→ **TASK TO COMPLETE**: Every entry must be output exactly as it was written.

+++ DATASET CONTENT +++

use super::Word;
use thiserror::Error;

/// ## Machine fault taxonomy
///
/// Every way a program image can fail to load or a running machine can
/// fault. `ret` on an empty stack is deliberately absent: it is the
/// normal-termination signal, not an error.
#[derive(Error, Debug)]
pub enum Error {
    /// The byte stream ended in the middle of a 16-bit word.
    #[error("malformed image: odd byte count")]
    MalformedImage,
    /// Fetched word is not one of the 22 defined operation codes.
    #[error("invalid opcode {0}")]
    InvalidOpcode(Word),
    /// Word outside the literal and register-reference ranges where an
    /// operand is required, or a literal where a register is required.
    #[error("invalid operand {0}")]
    InvalidOperand(Word),
    /// `pop` on an empty stack.
    #[error("pop on empty stack")]
    StackUnderflow,
    /// `mod` with a zero divisor.
    #[error("division by zero")]
    DivisionByZero,
    /// `in` with the input source closed and nothing buffered.
    #[error("input exhausted")]
    InputExhausted,
    #[error("i/o error: {0}")]
    Io(#[from] std::io::Error),
}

+++

→ **SOLVED PROBLEM**:
use super::Word;
use thiserror::Error;

/// ## Machine fault taxonomy
///
/// Every way a program image can fail to load or a running machine can
/// fault. `ret` on an empty stack is deliberately absent: it is the
/// normal-termination signal, not an error.
#[derive(Error, Debug)]
pub enum Error {
    /// The byte stream ended in the middle of a 16-bit word.
    #[error("malformed image: odd byte count")]
    MalformedImage,
    /// Fetched word is not one of the 22 defined operation codes.
    #[error("invalid opcode {0}")]
    InvalidOpcode(Word),
    /// Word outside the literal and register-reference ranges where an
    /// operand is required, or a literal where a register is required.
    #[error("invalid operand {0}")]
    InvalidOperand(Word),
    /// `pop` on an empty stack.
    #[error("pop on empty stack")]
    StackUnderflow,
    /// `mod` with a zero divisor.
    #[error("division by zero")]
    DivisionByZero,
    /// `in` with the input source closed and nothing buffered.
    #[error("input exhausted")]
    InputExhausted,
    #[error("i/o error: {0}")]
    Io(#[from] std::io::Error),
}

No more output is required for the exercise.